§ **What the exercise asks**:
List every line below containing "resolve".

§ **Material shown**:
##############################

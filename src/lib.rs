// PGN movetext replay down to a FEN piece-placement field
pub mod board;
pub mod error;
pub mod fen;
pub mod pgn;
pub mod replay;
pub mod resolve;
pub mod san;

pub use error::{MoveError, PlacementError, ReplayError};
pub use replay::{replay, replay_with, OnError, Replay, ReplayOptions};
pub use resolve::{resolve_origin, Resolution};
pub use san::classify;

##############################

§ **Exercise output**:
pub mod resolve;
pub use resolve::{resolve_origin, Resolution};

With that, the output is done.